* _Data under study_
=======
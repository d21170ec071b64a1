use std::fs::{self, File, OpenOptions};
use std::io;
use std::path::{Path, PathBuf};

use async_trait::async_trait;
use fs2::FileExt;
use tokio::sync::{mpsc, oneshot, RwLock};

use crate::model::*;
use crate::wal::Wal;

use super::StoreError;

/// Order in which the reference column is scanned.
#[derive(Debug, Clone, Copy, PartialEq, Eq)]
pub enum ScanDirection {
    /// First match wins.
    TopDown,
    /// Last match wins.
    BottomUp,
}

/// The ordered booking table as seen by the engine.
///
/// Implementations keep each call internally consistent but promise nothing
/// across calls; the engine's exclusion lock supplies that.
#[async_trait]
pub trait BookingStore: Send + Sync {
    async fn append_record(&self, record: BookingRecord) -> Result<(), StoreError>;

    async fn read_all_records(&self) -> Result<Vec<BookingRecord>, StoreError>;

    async fn read_row(&self, index: usize) -> Result<Option<BookingRecord>, StoreError>;

    async fn overwrite_field(&self, index: usize, update: FieldUpdate) -> Result<(), StoreError>;

    async fn delete_row_at_index(&self, index: usize) -> Result<(), StoreError>;

    async fn find_row_index_by_reference(
        &self,
        reference: &str,
        direction: ScanDirection,
    ) -> Result<Option<usize>, StoreError> {
        let rows = self.read_all_records().await?;
        let matches = |r: &BookingRecord| r.reference == reference;
        Ok(match direction {
            ScanDirection::TopDown => rows.iter().position(matches),
            ScanDirection::BottomUp => rows.iter().rposition(matches),
        })
    }
}

fn check_index(rows: &[BookingRecord], index: usize) -> Result<(), StoreError> {
    if index >= rows.len() {
        return Err(StoreError::RowOutOfRange {
            index,
            len: rows.len(),
        });
    }
    Ok(())
}

/// Apply a row event to the table. The caller has already range-checked it.
fn apply_event(rows: &mut Vec<BookingRecord>, event: RowEvent) {
    match event {
        RowEvent::RowAppended { record } => rows.push(record),
        RowEvent::FieldOverwritten { index, update } => {
            if let Some(row) = rows.get_mut(index) {
                row.apply(update);
            }
        }
        RowEvent::RowDeleted { index } => {
            if index < rows.len() {
                rows.remove(index);
            }
        }
    }
}

// ── In-memory ────────────────────────────────────────────

/// Volatile table, for tests and `TABLEBOOK_IN_MEMORY` deployments.
#[derive(Default)]
pub struct MemoryStore {
    rows: RwLock<Vec<BookingRecord>>,
}

impl MemoryStore {
    pub fn new() -> Self {
        Self::default()
    }

    pub fn with_rows(rows: Vec<BookingRecord>) -> Self {
        Self {
            rows: RwLock::new(rows),
        }
    }
}

#[async_trait]
impl BookingStore for MemoryStore {
    async fn append_record(&self, record: BookingRecord) -> Result<(), StoreError> {
        self.rows.write().await.push(record);
        Ok(())
    }

    async fn read_all_records(&self) -> Result<Vec<BookingRecord>, StoreError> {
        Ok(self.rows.read().await.clone())
    }

    async fn read_row(&self, index: usize) -> Result<Option<BookingRecord>, StoreError> {
        Ok(self.rows.read().await.get(index).cloned())
    }

    async fn overwrite_field(&self, index: usize, update: FieldUpdate) -> Result<(), StoreError> {
        let mut rows = self.rows.write().await;
        check_index(&rows, index)?;
        apply_event(&mut rows, RowEvent::FieldOverwritten { index, update });
        Ok(())
    }

    async fn delete_row_at_index(&self, index: usize) -> Result<(), StoreError> {
        let mut rows = self.rows.write().await;
        check_index(&rows, index)?;
        apply_event(&mut rows, RowEvent::RowDeleted { index });
        Ok(())
    }
}

// ── WAL-backed ───────────────────────────────────────────

/// Commands for the background writer that owns the WAL.
enum WalCommand {
    Append {
        event: RowEvent,
        response: oneshot::Sender<io::Result<()>>,
    },
    Compact {
        events: Vec<RowEvent>,
        response: oneshot::Sender<io::Result<()>>,
    },
    AppendsSinceCompact {
        response: oneshot::Sender<u64>,
    },
}

/// Background task that owns the WAL and batches appends for group commit.
/// 1. Block until the first Append arrives.
/// 2. Buffer it (no fsync).
/// 3. Drain all immediately available Appends (the batch window).
/// 4. Single flush_sync for the whole batch.
/// 5. Respond to all senders.
async fn wal_writer_loop(mut wal: Wal, mut rx: mpsc::Receiver<WalCommand>) {
    while let Some(cmd) = rx.recv().await {
        match cmd {
            WalCommand::Append { event, response } => {
                let mut batch = vec![(event, response)];
                let mut deferred = None;
                loop {
                    match rx.try_recv() {
                        Ok(WalCommand::Append { event, response }) => batch.push((event, response)),
                        Ok(other) => {
                            deferred = Some(other);
                            break;
                        }
                        Err(_) => break,
                    }
                }

                metrics::histogram!(crate::observability::WAL_FLUSH_BATCH_SIZE)
                    .record(batch.len() as f64);
                let flush_start = std::time::Instant::now();
                let result = flush_batch(&mut wal, &batch);
                metrics::histogram!(crate::observability::WAL_FLUSH_DURATION_SECONDS)
                    .record(flush_start.elapsed().as_secs_f64());
                respond_batch(batch, &result);

                if let Some(other) = deferred {
                    handle_non_append(&mut wal, other);
                }
            }
            other => handle_non_append(&mut wal, other),
        }
    }
}

fn flush_batch(wal: &mut Wal, batch: &[(RowEvent, oneshot::Sender<io::Result<()>>)]) -> io::Result<()> {
    let mut append_err: Option<io::Error> = None;
    for (event, _) in batch {
        if let Err(e) = wal.append_buffered(event) {
            append_err = Some(e);
            break;
        }
    }
    // Always flush, even after an append error, so partially buffered bytes
    // don't leak into the next batch.
    let flush_err = wal.flush_sync().err();
    match (append_err, flush_err) {
        (Some(e), _) | (None, Some(e)) => Err(e),
        (None, None) => Ok(()),
    }
}

fn respond_batch(batch: Vec<(RowEvent, oneshot::Sender<io::Result<()>>)>, result: &io::Result<()>) {
    for (_, tx) in batch {
        let r = match result {
            Ok(()) => Ok(()),
            Err(e) => Err(io::Error::new(e.kind(), e.to_string())),
        };
        let _ = tx.send(r);
    }
}

fn handle_non_append(wal: &mut Wal, cmd: WalCommand) {
    match cmd {
        WalCommand::Compact { events, response } => {
            let result = Wal::write_compact_file(wal.path(), &events)
                .and_then(|()| wal.swap_compact_file());
            let _ = response.send(result);
        }
        WalCommand::AppendsSinceCompact { response } => {
            let _ = response.send(wal.appends_since_compact());
        }
        WalCommand::Append { event, response } => {
            let result = wal.append_buffered(&event).and_then(|()| wal.flush_sync());
            let _ = response.send(result);
        }
    }
}

/// Durable table: the in-memory rows plus a write-ahead log of row events.
///
/// Every mutation is logged before it is applied, so a restart replays to
/// the last acknowledged state. The rows are only read from disk at open,
/// so a log has exactly one owner: an exclusive advisory lock on a sibling
/// `.lock` file, held until the store is dropped.
pub struct WalStore {
    rows: RwLock<Vec<BookingRecord>>,
    wal_tx: mpsc::Sender<WalCommand>,
    path: PathBuf,
    _owner: File,
}

/// Take the owner lock for the log at `path`, without waiting.
fn claim_owner(path: &Path) -> Result<File, StoreError> {
    if let Some(parent) = path.parent()
        && !parent.as_os_str().is_empty()
    {
        fs::create_dir_all(parent)?;
    }
    let file = OpenOptions::new()
        .read(true)
        .write(true)
        .create(true)
        .truncate(false)
        .open(path.with_extension("lock"))?;
    match file.try_lock_exclusive() {
        Ok(()) => Ok(file),
        Err(e) if e.kind() == io::ErrorKind::WouldBlock => {
            Err(StoreError::AlreadyOwned(path.to_path_buf()))
        }
        Err(e) => Err(e.into()),
    }
}

impl WalStore {
    /// Claim the log, replay it (if present) and start the writer task.
    /// Needs a tokio runtime. Fails with `AlreadyOwned` while another
    /// store, in this process or another, has the same log open.
    pub fn open(path: &Path) -> Result<Self, StoreError> {
        let owner = claim_owner(path)?;
        let events = Wal::replay(path)?;
        let mut rows = Vec::new();
        for event in events {
            apply_event(&mut rows, event);
        }
        let wal = Wal::open(path)?;
        let (wal_tx, wal_rx) = mpsc::channel(4096);
        tokio::spawn(wal_writer_loop(wal, wal_rx));

        tracing::info!(path = %path.display(), rows = rows.len(), "booking table loaded");
        Ok(Self {
            rows: RwLock::new(rows),
            wal_tx,
            path: path.to_path_buf(),
            _owner: owner,
        })
    }

    pub fn path(&self) -> &Path {
        &self.path
    }

    async fn wal_append(&self, event: &RowEvent) -> Result<(), StoreError> {
        let (tx, rx) = oneshot::channel();
        self.wal_tx
            .send(WalCommand::Append {
                event: event.clone(),
                response: tx,
            })
            .await
            .map_err(|_| StoreError::WriterClosed)?;
        rx.await.map_err(|_| StoreError::WriterClosed)??;
        Ok(())
    }

    /// Log then apply, under the row write lock so log order matches table order.
    async fn persist_and_apply(&self, event: RowEvent) -> Result<(), StoreError> {
        let mut rows = self.rows.write().await;
        match &event {
            RowEvent::FieldOverwritten { index, .. } | RowEvent::RowDeleted { index } => {
                check_index(&rows, *index)?;
            }
            RowEvent::RowAppended { .. } => {}
        }
        self.wal_append(&event).await?;
        apply_event(&mut rows, event);
        Ok(())
    }

    /// Rewrite the WAL as one append per live row.
    pub async fn compact(&self) -> Result<(), StoreError> {
        // Holding the write lock keeps mutations out until the swap is done.
        let rows = self.rows.write().await;
        let events: Vec<RowEvent> = rows
            .iter()
            .map(|r| RowEvent::RowAppended { record: r.clone() })
            .collect();

        let (tx, rx) = oneshot::channel();
        self.wal_tx
            .send(WalCommand::Compact { events, response: tx })
            .await
            .map_err(|_| StoreError::WriterClosed)?;
        rx.await.map_err(|_| StoreError::WriterClosed)??;
        drop(rows);
        Ok(())
    }

    pub async fn appends_since_compact(&self) -> u64 {
        let (tx, rx) = oneshot::channel();
        if self
            .wal_tx
            .send(WalCommand::AppendsSinceCompact { response: tx })
            .await
            .is_err()
        {
            return 0;
        }
        rx.await.unwrap_or(0)
    }
}

#[async_trait]
impl BookingStore for WalStore {
    async fn append_record(&self, record: BookingRecord) -> Result<(), StoreError> {
        self.persist_and_apply(RowEvent::RowAppended { record }).await
    }

    async fn read_all_records(&self) -> Result<Vec<BookingRecord>, StoreError> {
        Ok(self.rows.read().await.clone())
    }

    async fn read_row(&self, index: usize) -> Result<Option<BookingRecord>, StoreError> {
        Ok(self.rows.read().await.get(index).cloned())
    }

    async fn overwrite_field(&self, index: usize, update: FieldUpdate) -> Result<(), StoreError> {
        self.persist_and_apply(RowEvent::FieldOverwritten { index, update })
            .await
    }

    async fn delete_row_at_index(&self, index: usize) -> Result<(), StoreError> {
        self.persist_and_apply(RowEvent::RowDeleted { index }).await
    }
}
=======
* _Activity_
Could you return exactly the stretch of the data above that starts at the line with "pub fn open(path: &Path)" and ends at the line with "self.wal_append(&event).await?;", both lines included?

* _The completed task_
    pub fn open(path: &Path) -> Result<Self, StoreError> {
        let owner = claim_owner(path)?;
        let events = Wal::replay(path)?;
        let mut rows = Vec::new();
        for event in events {
            apply_event(&mut rows, event);
        }
        let wal = Wal::open(path)?;
        let (wal_tx, wal_rx) = mpsc::channel(4096);
        tokio::spawn(wal_writer_loop(wal, wal_rx));

        tracing::info!(path = %path.display(), rows = rows.len(), "booking table loaded");
        Ok(Self {
            rows: RwLock::new(rows),
            wal_tx,
            path: path.to_path_buf(),
            _owner: owner,
        })
    }

    pub fn path(&self) -> &Path {
        &self.path
    }

    async fn wal_append(&self, event: &RowEvent) -> Result<(), StoreError> {
        let (tx, rx) = oneshot::channel();
        self.wal_tx
            .send(WalCommand::Append {
                event: event.clone(),
                response: tx,
            })
            .await
            .map_err(|_| StoreError::WriterClosed)?;
        rx.await.map_err(|_| StoreError::WriterClosed)??;
        Ok(())
    }

    /// Log then apply, under the row write lock so log order matches table order.
    async fn persist_and_apply(&self, event: RowEvent) -> Result<(), StoreError> {
        let mut rows = self.rows.write().await;
        match &event {
            RowEvent::FieldOverwritten { index, .. } | RowEvent::RowDeleted { index } => {
                check_index(&rows, *index)?;
            }
            RowEvent::RowAppended { .. } => {}
        }
        self.wal_append(&event).await?;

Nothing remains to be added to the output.